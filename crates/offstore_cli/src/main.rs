//! offstore CLI
//!
//! Command-line tools for offline media databases.
//!
//! # Commands
//!
//! - `list` - List stored manifests
//! - `inspect` - Display journal and store statistics
//! - `expire` - Change the expiration of a manifest
//! - `remove` - Remove a manifest and every segment it references
//! - `verify` - Check that every referenced segment exists

mod commands;

use clap::{Parser, Subcommand};
use offstore_core::DEFAULT_DATABASE_NAME;
use std::path::PathBuf;
use tracing_subscriber::EnvFilter;

/// offstore command-line database tools.
#[derive(Parser)]
#[command(name = "offstore")]
#[command(author, version, about, long_about = None)]
struct Cli {
    /// Path to the database directory
    #[arg(global = true, short, long)]
    path: Option<PathBuf>,

    /// Database name inside the directory
    #[arg(global = true, short, long, default_value = DEFAULT_DATABASE_NAME)]
    name: String,

    /// Enable verbose output
    #[arg(global = true, short, long)]
    verbose: bool,

    #[command(subcommand)]
    command: Commands,
}

#[derive(Subcommand)]
enum Commands {
    /// List stored manifests
    List {
        /// Output format (text, json)
        #[arg(short, long, default_value = "text")]
        format: String,
    },

    /// Display journal and store statistics
    Inspect {
        /// Output format (text, json)
        #[arg(short, long, default_value = "text")]
        format: String,
    },

    /// Change the expiration of a manifest
    Expire {
        /// Manifest key
        key: u64,

        /// New expiration in milliseconds since the epoch, or "never"
        expiration: String,
    },

    /// Remove a manifest and every segment it references
    Remove {
        /// Manifest key
        key: u64,
    },

    /// Check that every segment referenced by a manifest exists
    Verify,

    /// Show version information
    Version,
}

#[tokio::main(flavor = "current_thread")]
async fn main() -> Result<(), Box<dyn std::error::Error>> {
    let cli = Cli::parse();

    // Initialize logging
    let filter = if cli.verbose {
        EnvFilter::new("debug")
    } else {
        EnvFilter::new("info")
    };
    tracing_subscriber::fmt().with_env_filter(filter).init();

    match cli.command {
        Commands::List { format } => {
            let path = cli.path.ok_or("Database path required for list")?;
            commands::list::run(&path, &cli.name, &format).await?;
        }
        Commands::Inspect { format } => {
            let path = cli.path.ok_or("Database path required for inspect")?;
            commands::inspect::run(&path, &cli.name, &format).await?;
        }
        Commands::Expire { key, expiration } => {
            let path = cli.path.ok_or("Database path required for expire")?;
            commands::expire::run(&path, &cli.name, key, &expiration).await?;
        }
        Commands::Remove { key } => {
            let path = cli.path.ok_or("Database path required for remove")?;
            commands::remove::run(&path, &cli.name, key).await?;
        }
        Commands::Verify => {
            let path = cli.path.ok_or("Database path required for verify")?;
            commands::verify::run(&path, &cli.name).await?;
        }
        Commands::Version => {
            println!("offstore CLI v{}", env!("CARGO_PKG_VERSION"));
            println!("offstore Core v{}", offstore_core::VERSION);
        }
    }

    Ok(())
}
//! Test fixtures: sample records and ready-to-use databases.

use offstore_core::{
    open_database, ByteRange, CellConfig, Connection, ConnectionProvider, ContentType,
    DatabaseConfig, DirectoryProvider, Expiration, Key, ManifestRecord, MemoryProvider,
    SegmentRecord, SegmentReference, StorageCell, StreamRecord,
};
use std::path::Path;
use std::sync::Arc;
use tempfile::TempDir;

/// Creates a segment holding `bytes`, with a byte range covering them.
pub fn create_segment_data(bytes: &[u8]) -> SegmentRecord {
    let range = match bytes.len() {
        0 => ByteRange::new(0, None),
        len => ByteRange::new(0, Some(len as u64 - 1)),
    };
    SegmentRecord::new(bytes.to_vec()).with_byte_range(range)
}

/// Creates a manifest for `original_uri` with one video and one audio
/// stream, session ids and app metadata.
///
/// Segment keys are placeholders; they do not need to exist in the
/// segment store.
pub fn create_manifest(original_uri: &str) -> ManifestRecord {
    let mut manifest = ManifestRecord::new(original_uri);
    manifest.duration_ms = 90_000;
    manifest.size = 1024;
    manifest.expiration = Expiration::NEVER;
    manifest.streams = vec![
        create_stream(1, ContentType::Video, "video/mp4", "avc1.42c01e", 10),
        create_stream(2, ContentType::Audio, "audio/mp4", "mp4a.40.2", 20),
    ];
    manifest.session_ids = vec!["session-1".to_string()];
    manifest
        .app_metadata
        .insert("title".to_string(), original_uri.to_string());
    manifest
}

fn create_stream(
    id: u32,
    content_type: ContentType,
    mime_type: &str,
    codecs: &str,
    first_key: u64,
) -> StreamRecord {
    StreamRecord {
        id,
        content_type,
        mime_type: mime_type.to_string(),
        codecs: codecs.to_string(),
        language: Some("en".to_string()),
        init_segment_key: Some(Key::from_raw(first_key)),
        segments: (1..=3)
            .map(|i| SegmentReference {
                start_ms: (i - 1) * 30_000,
                end_ms: i * 30_000,
                data_key: Key::from_raw(first_key + i),
            })
            .collect(),
    }
}

/// An offline database for tests, removed when dropped.
pub struct TestStorage {
    config: DatabaseConfig,
    connection: Arc<Connection>,
    _temp_dir: Option<TempDir>,
}

impl TestStorage {
    /// Opens a fresh in-memory database with both stores.
    pub fn memory() -> Self {
        let config = DatabaseConfig::default();
        let connection = open_database(&MemoryProvider::new(), &config)
            .expect("Failed to open in-memory database");
        Self {
            config,
            connection,
            _temp_dir: None,
        }
    }

    /// Opens a fresh database in a temporary directory.
    pub fn directory() -> Self {
        let temp_dir = TempDir::new().expect("Failed to create temp directory");
        let config = DatabaseConfig::default();
        let connection = open_database(&DirectoryProvider::new(temp_dir.path()), &config)
            .expect("Failed to open directory database");
        Self {
            config,
            connection,
            _temp_dir: Some(temp_dir),
        }
    }

    /// Opens the database through `provider`.
    pub fn with_provider(provider: &dyn ConnectionProvider) -> Self {
        let config = DatabaseConfig::default();
        let connection = open_database(provider, &config).expect("Failed to open database");
        Self {
            config,
            connection,
            _temp_dir: None,
        }
    }

    /// Returns the shared connection.
    pub fn connection(&self) -> Arc<Connection> {
        Arc::clone(&self.connection)
    }

    /// Returns the database configuration.
    pub fn config(&self) -> &DatabaseConfig {
        &self.config
    }

    /// Returns the temporary directory for directory databases.
    pub fn path(&self) -> Option<&Path> {
        self._temp_dir.as_ref().map(TempDir::path)
    }

    /// Creates a writable cell over the database's stores.
    pub fn cell(&self) -> StorageCell {
        StorageCell::new(self.connection(), self.config.cell_config())
    }

    /// Creates a read-only cell over the database's stores.
    pub fn read_only_cell(&self) -> StorageCell {
        StorageCell::new(self.connection(), self.config.cell_config().read_only(true))
    }

    /// Creates a cell with an explicit configuration.
    pub fn cell_with(&self, config: CellConfig) -> StorageCell {
        StorageCell::new(self.connection(), config)
    }
}

impl Drop for TestStorage {
    fn drop(&mut self) {
        self.connection.close();
    }
}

::::::::::

### Required action
What you should produce is an exact retyping of every line above.

### The completed task
filename crates/offstore_cli/src/main.rs
//! offstore CLI
//!
//! Command-line tools for offline media databases.
//!
//! # Commands
//!
//! - `list` - List stored manifests
//! - `inspect` - Display journal and store statistics
//! - `expire` - Change the expiration of a manifest
//! - `remove` - Remove a manifest and every segment it references
//! - `verify` - Check that every referenced segment exists

mod commands;

use clap::{Parser, Subcommand};
use offstore_core::DEFAULT_DATABASE_NAME;
use std::path::PathBuf;
use tracing_subscriber::EnvFilter;

/// offstore command-line database tools.
#[derive(Parser)]
#[command(name = "offstore")]
#[command(author, version, about, long_about = None)]
struct Cli {
    /// Path to the database directory
    #[arg(global = true, short, long)]
    path: Option<PathBuf>,

    /// Database name inside the directory
    #[arg(global = true, short, long, default_value = DEFAULT_DATABASE_NAME)]
    name: String,

    /// Enable verbose output
    #[arg(global = true, short, long)]
    verbose: bool,

    #[command(subcommand)]
    command: Commands,
}

#[derive(Subcommand)]
enum Commands {
    /// List stored manifests
    List {
        /// Output format (text, json)
        #[arg(short, long, default_value = "text")]
        format: String,
    },

    /// Display journal and store statistics
    Inspect {
        /// Output format (text, json)
        #[arg(short, long, default_value = "text")]
        format: String,
    },

    /// Change the expiration of a manifest
    Expire {
        /// Manifest key
        key: u64,

        /// New expiration in milliseconds since the epoch, or "never"
        expiration: String,
    },

    /// Remove a manifest and every segment it references
    Remove {
        /// Manifest key
        key: u64,
    },

    /// Check that every segment referenced by a manifest exists
    Verify,

    /// Show version information
    Version,
}

#[tokio::main(flavor = "current_thread")]
async fn main() -> Result<(), Box<dyn std::error::Error>> {
    let cli = Cli::parse();

    // Initialize logging
    let filter = if cli.verbose {
        EnvFilter::new("debug")
    } else {
        EnvFilter::new("info")
    };
    tracing_subscriber::fmt().with_env_filter(filter).init();

    match cli.command {
        Commands::List { format } => {
            let path = cli.path.ok_or("Database path required for list")?;
            commands::list::run(&path, &cli.name, &format).await?;
        }
        Commands::Inspect { format } => {
            let path = cli.path.ok_or("Database path required for inspect")?;
            commands::inspect::run(&path, &cli.name, &format).await?;
        }
        Commands::Expire { key, expiration } => {
            let path = cli.path.ok_or("Database path required for expire")?;
            commands::expire::run(&path, &cli.name, key, &expiration).await?;
        }
        Commands::Remove { key } => {
            let path = cli.path.ok_or("Database path required for remove")?;
            commands::remove::run(&path, &cli.name, key).await?;
        }
        Commands::Verify => {
            let path = cli.path.ok_or("Database path required for verify")?;
            commands::verify::run(&path, &cli.name).await?;
        }
        Commands::Version => {
            println!("offstore CLI v{}", env!("CARGO_PKG_VERSION"));
            println!("offstore Core v{}", offstore_core::VERSION);
        }
    }

    Ok(())
}
//! Test fixtures: sample records and ready-to-use databases.

use offstore_core::{
    open_database, ByteRange, CellConfig, Connection, ConnectionProvider, ContentType,
    DatabaseConfig, DirectoryProvider, Expiration, Key, ManifestRecord, MemoryProvider,
    SegmentRecord, SegmentReference, StorageCell, StreamRecord,
};
use std::path::Path;
use std::sync::Arc;
use tempfile::TempDir;

/// Creates a segment holding `bytes`, with a byte range covering them.
pub fn create_segment_data(bytes: &[u8]) -> SegmentRecord {
    let range = match bytes.len() {
        0 => ByteRange::new(0, None),
        len => ByteRange::new(0, Some(len as u64 - 1)),
    };
    SegmentRecord::new(bytes.to_vec()).with_byte_range(range)
}

/// Creates a manifest for `original_uri` with one video and one audio
/// stream, session ids and app metadata.
///
/// Segment keys are placeholders; they do not need to exist in the
/// segment store.
pub fn create_manifest(original_uri: &str) -> ManifestRecord {
    let mut manifest = ManifestRecord::new(original_uri);
    manifest.duration_ms = 90_000;
    manifest.size = 1024;
    manifest.expiration = Expiration::NEVER;
    manifest.streams = vec![
        create_stream(1, ContentType::Video, "video/mp4", "avc1.42c01e", 10),
        create_stream(2, ContentType::Audio, "audio/mp4", "mp4a.40.2", 20),
    ];
    manifest.session_ids = vec!["session-1".to_string()];
    manifest
        .app_metadata
        .insert("title".to_string(), original_uri.to_string());
    manifest
}

fn create_stream(
    id: u32,
    content_type: ContentType,
    mime_type: &str,
    codecs: &str,
    first_key: u64,
) -> StreamRecord {
    StreamRecord {
        id,
        content_type,
        mime_type: mime_type.to_string(),
        codecs: codecs.to_string(),
        language: Some("en".to_string()),
        init_segment_key: Some(Key::from_raw(first_key)),
        segments: (1..=3)
            .map(|i| SegmentReference {
                start_ms: (i - 1) * 30_000,
                end_ms: i * 30_000,
                data_key: Key::from_raw(first_key + i),
            })
            .collect(),
    }
}

/// An offline database for tests, removed when dropped.
pub struct TestStorage {
    config: DatabaseConfig,
    connection: Arc<Connection>,
    _temp_dir: Option<TempDir>,
}

impl TestStorage {
    /// Opens a fresh in-memory database with both stores.
    pub fn memory() -> Self {
        let config = DatabaseConfig::default();
        let connection = open_database(&MemoryProvider::new(), &config)
            .expect("Failed to open in-memory database");
        Self {
            config,
            connection,
            _temp_dir: None,
        }
    }

    /// Opens a fresh database in a temporary directory.
    pub fn directory() -> Self {
        let temp_dir = TempDir::new().expect("Failed to create temp directory");
        let config = DatabaseConfig::default();
        let connection = open_database(&DirectoryProvider::new(temp_dir.path()), &config)
            .expect("Failed to open directory database");
        Self {
            config,
            connection,
            _temp_dir: Some(temp_dir),
        }
    }

    /// Opens the database through `provider`.
    pub fn with_provider(provider: &dyn ConnectionProvider) -> Self {
        let config = DatabaseConfig::default();
        let connection = open_database(provider, &config).expect("Failed to open database");
        Self {
            config,
            connection,
            _temp_dir: None,
        }
    }

    /// Returns the shared connection.
    pub fn connection(&self) -> Arc<Connection> {
        Arc::clone(&self.connection)
    }

    /// Returns the database configuration.
    pub fn config(&self) -> &DatabaseConfig {
        &self.config
    }

    /// Returns the temporary directory for directory databases.
    pub fn path(&self) -> Option<&Path> {
        self._temp_dir.as_ref().map(TempDir::path)
    }

    /// Creates a writable cell over the database's stores.
    pub fn cell(&self) -> StorageCell {
        StorageCell::new(self.connection(), self.config.cell_config())
    }

    /// Creates a read-only cell over the database's stores.
    pub fn read_only_cell(&self) -> StorageCell {
        StorageCell::new(self.connection(), self.config.cell_config().read_only(true))
    }

    /// Creates a cell with an explicit configuration.
    pub fn cell_with(&self, config: CellConfig) -> StorageCell {
        StorageCell::new(self.connection(), config)
    }
}

impl Drop for TestStorage {
    fn drop(&mut self) {
        self.connection.close();
    }
}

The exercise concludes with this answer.